The dialogue is light and deft, skirting round the issues rather than confronting them full-on. ‘Don’t look at me! I’m 3000 years old!’ shrieks Mae’s mother Linda during a Zoom chat with the pair. She’s played by Lisa Kudrow, marvellously channelling various toxic undercurrents, and, like the script, George continues the conversation via an uneasy side-eye. Later, Linda tells Mae she was premature, explaining that’s why they’re not close. ‘We’re not close?’ queries her daughter, but the question, like many others, is left unanswered.
The casting is divine. Sophie Thompson is hilarious and pathetic as Maggie, Mae’s self-appointed sponsor, a determinedly dotty figure whose recovery strategy is to keep busy – either by eating grapes or stalking her estranged daughter. Then there’s Pippa Haywood playing George’s mother, equally pathetically in thrall to an ex-husband she purports to dislike.

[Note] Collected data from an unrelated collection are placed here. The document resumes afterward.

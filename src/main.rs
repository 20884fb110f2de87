use std::fs::File;
use std::io::{self, BufRead, BufReader, Read, Write};
use std::path::{Path, PathBuf};

use anyhow::{Context, Result};
use chrono::Local;
use clap::Parser as ClapParser;
use clap::Subcommand;
use env_logger::Builder;
use log::{debug, info};

use rox as lox;

use lox::lox::{Lox, RunStatus};
use lox::scanner::Scanner;
use lox::token::Token;

#[derive(ClapParser, Debug)]
#[command(version, about = "Lox language interpreter", long_about = None)]
pub struct Cli {
    #[command(subcommand)]
    commands: Option<Commands>,

    /// Enable logging to app.log
    #[arg(long, global = true)]
    log: bool,
}

#[derive(Subcommand, Debug)]
enum Commands {
    /// Runs input from a file as a Lox program
    Run { filename: PathBuf },

    /// Starts an interactive prompt (the default)
    Repl,

    /// Tokenizes input from a file, printing each token
    Tokenize {
        filename: PathBuf,

        /// Print the tokens as a JSON array
        #[arg(long)]
        json: bool,
    },
}

/// Reads the contents of a file into a String
fn read_file(filename: &Path) -> Result<String> {
    info!("Reading file: {:?}", filename);
    let file = File::open(filename).context(format!("Failed to open file {:?}", filename))?;
    let mut reader = BufReader::new(file);
    let mut buf = String::new();

    let bytes = reader
        .read_to_string(&mut buf)
        .context(format!("Failed to read file {:?}", filename))?;

    info!("Read {} bytes from {:?}", bytes, filename);

    Ok(buf)
}

fn init_logger() -> Result<()> {
    // Create or open the log file
    let log_file = File::create("app.log").context("Failed to create app.log")?;

    // Timestamp, module (crate prefix stripped) and source line per record
    Builder::new()
        .format(|buf, record| {
            let module = record
                .module_path()
                .unwrap_or("<unnamed>")
                .strip_prefix("rox::")
                .unwrap_or(record.module_path().unwrap_or("<unnamed>"));
            writeln!(
                buf,
                "{} [{}:{}] - {}",
                Local::now().format("%Y-%m-%d %H:%M:%S%.3f"),
                module,
                record.line().unwrap_or(0),
                record.args()
            )
        })
        .target(env_logger::Target::Pipe(Box::new(log_file)))
        .filter(None, log::LevelFilter::Debug) // Default to Debug, override with RUST_LOG
        .parse_env("RUST_LOG")
        .init();

    info!("Logger initialized, writing to app.log");
    Ok(())
}

fn run_file(filename: PathBuf) -> Result<()> {
    info!("Running Run subcommand");
    let source = read_file(&filename)?;

    let mut lox = Lox::new();
    let status = lox.run(&source);

    if status != RunStatus::Ok {
        debug!("Run finished with {:?}, exiting", status);
        std::process::exit(status.exit_code());
    }

    info!("Program executed successfully");
    Ok(())
}

fn run_prompt() -> Result<()> {
    info!("Starting REPL");

    let mut lox = Lox::new();
    let stdin = io::stdin();
    let mut lines = stdin.lock().lines();

    loop {
        print!("> ");
        io::stdout().flush().context("Failed to flush stdout")?;

        let Some(line) = lines.next() else {
            break;
        };
        let line = line.context("Failed to read from stdin")?;

        let status = lox.run(&line);
        debug!("REPL line finished with {:?}", status);

        // A bad line must not poison the next one.
        lox.reset_errors();
    }

    println!();
    info!("REPL exited");
    Ok(())
}

fn tokenize(filename: PathBuf, json: bool) -> Result<()> {
    info!("Running Tokenize subcommand");
    let source = read_file(&filename)?;

    let mut tokens: Vec<Token> = Vec::new();
    let mut tokenized = true;

    for result in Scanner::new(&source) {
        match result {
            Ok(token) => {
                debug!("Scanned token: {}", token);

                if !json {
                    println!("{}", token);
                }
                tokens.push(token);
            }

            Err(e) => {
                tokenized = false;

                debug!("Tokenization debug: {}", e);

                eprintln!("{}", e);
            }
        }
    }

    if json {
        let rendered =
            serde_json::to_string_pretty(&tokens).context("Failed to serialize tokens")?;
        println!("{}", rendered);
    }

    if !tokenized {
        debug!("Tokenization failed, exiting with code 65");

        std::process::exit(RunStatus::StaticError.exit_code());
    }

    info!("Tokenization completed successfully");
    Ok(())
}

fn main() -> Result<()> {
    let args: Cli = Cli::parse();

    // Initialize logger only if --log flag is provided
    if args.log {
        init_logger()?;
    } else {
        // Initialize a minimal logger to avoid "no logger" errors
        env_logger::Builder::new()
            .filter_level(log::LevelFilter::Off)
            .init();
    }

    info!("CLI arguments: {:?}", args);

    match args.commands.unwrap_or(Commands::Repl) {
        Commands::Run { filename } => run_file(filename),
        Commands::Repl => run_prompt(),
        Commands::Tokenize { filename, json } => tokenize(filename, json),
    }
}
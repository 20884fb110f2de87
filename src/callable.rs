//! The capability shared by everything a call expression can invoke:
//! host functions, user functions, and classes acting as constructors.

use std::fmt;
use std::time::{SystemTime, SystemTimeError, UNIX_EPOCH};

use gc::{Finalize, Trace};
use log::debug;

use crate::error::{LoxError, Result};
use crate::interpreter::Interpreter;
use crate::token::Token;
use crate::value::Value;

pub trait Callable {
    fn arity(&self) -> usize;

    fn name(&self) -> &str;

    /// Run the callee.  Arguments have already been checked against
    /// [`arity`](Callable::arity).
    fn call_unchecked(
        &self,
        interpreter: &mut Interpreter,
        arguments: Vec<Value>,
        paren: &Token,
    ) -> Result<Value>;

    /// Check the argument count, then run the callee.  A mismatch is raised
    /// before any parameter is bound.
    fn call(
        &self,
        interpreter: &mut Interpreter,
        arguments: Vec<Value>,
        paren: &Token,
    ) -> Result<Value> {
        if arguments.len() != self.arity() {
            return Err(LoxError::runtime(
                paren,
                format!(
                    "Expected {} arguments but got {}.",
                    self.arity(),
                    arguments.len()
                ),
            ));
        }

        self.call_unchecked(interpreter, arguments, paren)
    }
}

/// Signature of a host function body.  Errors are plain messages; the
/// caller attaches the line of the call site.
pub type NativeFn = fn(&[Value]) -> std::result::Result<Value, String>;

/// A function provided by the host rather than written in Lox.
#[derive(Clone, Finalize, Trace)]
pub struct NativeFunction {
    #[unsafe_ignore_trace]
    name: &'static str,
    arity: usize,
    #[unsafe_ignore_trace]
    func: NativeFn,
}

impl NativeFunction {
    pub fn new(name: &'static str, arity: usize, func: NativeFn) -> Self {
        Self { name, arity, func }
    }

    /// `clock()`: wall‑clock seconds since the Unix epoch.
    pub fn clock() -> Self {
        Self::new("clock", 0, |_args: &[Value]| {
            let timestamp: f64 = SystemTime::now()
                .duration_since(UNIX_EPOCH)
                .map_err(|e: SystemTimeError| format!("Clock error: {}", e))?
                .as_secs_f64();
            Ok(Value::Number(timestamp))
        })
    }
}

impl Callable for NativeFunction {
    fn arity(&self) -> usize {
        self.arity
    }

    fn name(&self) -> &str {
        self.name
    }

    fn call_unchecked(
        &self,
        _interpreter: &mut Interpreter,
        arguments: Vec<Value>,
        paren: &Token,
    ) -> Result<Value> {
        debug!("Calling native function '{}'", self.name);

        (self.func)(&arguments).map_err(|message| LoxError::runtime(paren, message))
    }
}

impl PartialEq for NativeFunction {
    fn eq(&self, other: &Self) -> bool {
        self.name == other.name && self.arity == other.arity
    }
}

impl fmt::Debug for NativeFunction {
    fn fmt(&self, f: &mut fmt::Formatter<'_>) -> fmt::Result {
        f.debug_struct("NativeFunction")
            .field("name", &self.name)
            .field("arity", &self.arity)
            .finish()
    }
}

impl fmt::Display for NativeFunction {
    fn fmt(&self, f: &mut fmt::Formatter<'_>) -> fmt::Result {
        write!(f, "<native fn>")
    }
}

I always remember her playing Gordon Brittas’s wife in The Brittas Empire, and she brings the same brittle quality to this role, passing on her pathology to her daughter, who twists it to suit herself. Everyone is addicted to something, whether it’s a drug, a person or an idea. When you quit one thing you substitute another, until you have to lock it in a clingfilm-wrapped suitcase to wean yourself off.
What makes us feel good? Is it love, sex, friendship, honesty, a fulfilling career? Or is it grapes, or Guernsey? No one is quite sure what they’re looking for, and this ambiguity lends a peculiarly tender tension to Feel Good and the weirdly lovely romance at its heart. Channel 4’s loss is Netflix’s gain.